Compounds > 4-amino-1,2,4-triazole
Page last updated: 2024-12-05

4-amino-1,2,4-triazole

Description Research Excerpts Clinical Trials Roles Classes Pathways Study Profile Bioassays Related Drugs Related Conditions Protein Interactions Research Growth Market Indicators

Description

4-Amino-1,2,4-triazole (AMT) is a heterocyclic organic compound with the formula C2H4N4. It is a white solid that is soluble in water. AMT is a versatile building block in organic synthesis and has a wide range of applications, including:

- **Synthesis:** AMT can be synthesized from various starting materials, including formamide, hydrazine, and dicyandiamide. The most common synthetic route involves the condensation reaction of formamide and hydrazine.

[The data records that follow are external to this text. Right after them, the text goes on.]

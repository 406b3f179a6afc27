//! # User Sink
//!
//! The caller's end of a run. Every graph output is an edge into the user
//! subgraph; its ports are read here, round-robin over outputs and
//! partitions. The domain finishes as soon as every output received all of
//! its eof markers, so a run can complete before the caller read its data;
//! what is queued stays readable through the run handle.

use super::{Domain, DomainCore, DomainKind};
use crate::bitmap::AtomicBitmap;
use crate::border::USER_SUBGRAPH;
use crate::error::{GraphError, Result};
use crate::partition::PartId;
use crate::payload::Payload;
use crate::port::{Port, PortData, PortListener};
use crate::run::GraphRun;
use crate::worker::Worker;
use parking_lot::{Condvar, Mutex};
use std::sync::atomic::{AtomicBool, AtomicUsize, Ordering};
use std::sync::{Arc, Weak};
use std::time::Duration;

/// One payload read from a graph output.
#[derive(Debug, Clone)]
pub struct SinkItem {
  /// Output name.
  pub output: String,
  /// Partition it was produced on.
  pub partition: PartId,
  /// The payload.
  pub payload: Payload,
}

/// Outcome of a non-blocking read.
#[derive(Debug)]
pub enum SinkPoll {
  /// A payload.
  Data(SinkItem),
  /// Nothing right now.
  Pending,
  /// Every output is drained.
  Finished,
}

/// Callback invoked, on the run's worker, when output data arrives.
pub type DataCallback = Arc<dyn Fn() + Send + Sync>;

struct SinkInput {
  port: Arc<Port>,
  drained: AtomicBitmap,
  remaining: AtomicUsize,
}

impl SinkInput {
  fn output(&self) -> &str {
    &self.port.key().node
  }

  fn is_drained(&self) -> bool {
    self.remaining.load(Ordering::Acquire) == 0
  }

  fn is_closed(&self) -> bool {
    let Ok(queue) = self.port.queue() else {
      return true;
    };
    queue
      .to_part()
      .iter()
      .all(|to| queue.is_closed(to).unwrap_or(true))
  }

  fn poll(&self) -> Result<Option<SinkItem>> {
    for partition in self.port.partitions()?.iter() {
      if self.drained.test(partition as usize) {
        continue;
      }
      match self.port.get_data(partition)? {
        PortData::Data { payload, .. } => {
          return Ok(Some(SinkItem {
            output: self.output().to_string(),
            partition,
            payload,
          }));
        }
        PortData::Eof => {
          if !self.drained.set(partition as usize) {
            self.remaining.fetch_sub(1, Ordering::AcqRel);
          }
        }
        PortData::NoData => {}
      }
    }
    Ok(None)
  }
}

/// The caller's end of a run.
pub struct UserDomain {
  core: DomainCore,
  inputs: Vec<SinkInput>,
  cursor: AtomicUsize,
  closed: AtomicBool,
  error: Mutex<Option<GraphError>>,
  version: Mutex<u64>,
  arrived: Condvar,
  callback: Mutex<Option<DataCallback>>,
}

impl UserDomain {
  /// Sink over the ports of the user subgraph's input borders.
  pub(crate) fn new(ports: Vec<Arc<Port>>, worker: Arc<Worker>) -> Result<Self> {
    let mut inputs = Vec::with_capacity(ports.len());
    for port in ports {
      let parts = port.partitions()?;
      inputs.push(SinkInput {
        drained: AtomicBitmap::new(parts.full_count() as usize),
        remaining: AtomicUsize::new(parts.used_count()),
        port,
      });
    }
    Ok(Self {
      core: DomainCore::new("user", DomainKind::User, USER_SUBGRAPH, worker),
      inputs,
      cursor: AtomicUsize::new(0),
      closed: AtomicBool::new(false),
      error: Mutex::new(None),
      version: Mutex::new(0),
      arrived: Condvar::new(),
      callback: Mutex::new(None),
    })
  }

  /// Installs the push listener on every sink port.
  pub(crate) fn listen(self: &Arc<Self>) {
    for input in &self.inputs {
      input.port.set_listener(Arc::new(SinkListener {
        user: Arc::downgrade(self),
      }));
    }
  }

  /// Output names, one per sink port.
  pub fn outputs(&self) -> Vec<String> {
    self
      .inputs
      .iter()
      .map(|input| input.output().to_string())
      .collect()
  }

  /// Installs a callback run on the worker whenever output data arrives.
  pub fn set_data_callback(&self, callback: DataCallback) {
    *self.callback.lock() = Some(callback);
    self.wake();
  }

  /// Reads the next payload without blocking.
  ///
  /// Once nothing is left, returns the run's error if it failed, `Finished`
  /// if every output drained, `Pending` otherwise.
  pub fn try_next_data(&self) -> Result<SinkPoll> {
    let count = self.inputs.len();
    let start = self.cursor.load(Ordering::Acquire);
    for offset in 0..count {
      let index = (start + offset) % count;
      let input = &self.inputs[index];
      if input.is_drained() {
        continue;
      }
      if let Some(item) = input.poll()? {
        self.cursor.store((index + 1) % count, Ordering::Release);
        return Ok(SinkPoll::Data(item));
      }
    }
    if let Some(error) = self.error.lock().clone() {
      return Err(error);
    }
    if self.inputs.iter().all(SinkInput::is_drained) {
      return Ok(SinkPoll::Finished);
    }
    Ok(SinkPoll::Pending)
  }

  /// Blocks until a payload arrives, every output drained, or the run fails.
  ///
  /// Returns `None` once drained. Must not be called from the run's runtime.
  pub fn next_data(&self) -> Result<Option<SinkItem>> {
    self.next_data_timeout(None)
  }

  /// Like [`UserDomain::next_data`], failing with `Timeout` if nothing
  /// happens for `timeout`.
  pub fn next_data_timeout(&self, timeout: Option<Duration>) -> Result<Option<SinkItem>> {
    loop {
      let seen = *self.version.lock();
      match self.try_next_data()? {
        SinkPoll::Data(item) => return Ok(Some(item)),
        SinkPoll::Finished => return Ok(None),
        SinkPoll::Pending => {}
      }
      let mut version = self.version.lock();
      if *version == seen {
        match timeout {
          Some(timeout) => {
            if self.arrived.wait_for(&mut version, timeout).timed_out() {
              return Err(GraphError::Timeout);
            }
          }
          None => self.arrived.wait(&mut version),
        }
      }
    }
  }

  /// Stores the run's error; reads fail with it once the queues are empty.
  pub(crate) fn record_error(&self, error: &GraphError) {
    let mut stored = self.error.lock();
    if stored.is_none() {
      *stored = Some(error.clone());
    }
    drop(stored);
    self.wake();
  }

  pub(crate) fn wake(&self) {
    {
      let mut version = self.version.lock();
      *version += 1;
    }
    self.arrived.notify_all();
    let callback = self.callback.lock().clone();
    if let Some(callback) = callback {
      self.core.worker().schedule_fn(move || callback(), false);
    }
  }

  fn on_push(&self) {
    self.wake();
    self.check_closed();
  }

  fn check_closed(&self) {
    if self.inputs.iter().all(SinkInput::is_closed) && !self.closed.swap(true, Ordering::AcqRel) {
      self.notify_finish(None, true);
    }
  }
}

impl Domain for UserDomain {
  fn core(&self) -> &DomainCore {
    &self.core
  }

  fn run(&self, _run: &Arc<GraphRun>) -> Result<()> {
    self.check_closed();
    Ok(())
  }

  fn on_terminate(&self, _run: Option<&Arc<GraphRun>>, error: Option<&GraphError>) {
    match error {
      Some(error) => self.record_error(error),
      None => self.wake(),
    }
  }
}

struct SinkListener {
  user: Weak<UserDomain>,
}

impl PortListener for SinkListener {
  fn on_push(&self, _port: &Port, _to: PartId) {
    if let Some(user) = self.user.upgrade() {
      user.on_push();
    }
  }
}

- **Effects:** AMT exhibits diverse biological activities, including antitumor, antimicrobial, and anti-inflammatory properties. It is a potent inhibitor of the enzyme carbonic anhydrase, which plays a role in various physiological processes.

- **Importance:** AMT has found applications in various fields, including:
- **Agriculture:** AMT is used as a herbicide to control broadleaf weeds and grasses.
- **Pharmaceuticals:** AMT derivatives have been investigated as potential anticancer agents and for treating other diseases.
- **Materials Science:** AMT is used as a monomer in the synthesis of polymers and other materials.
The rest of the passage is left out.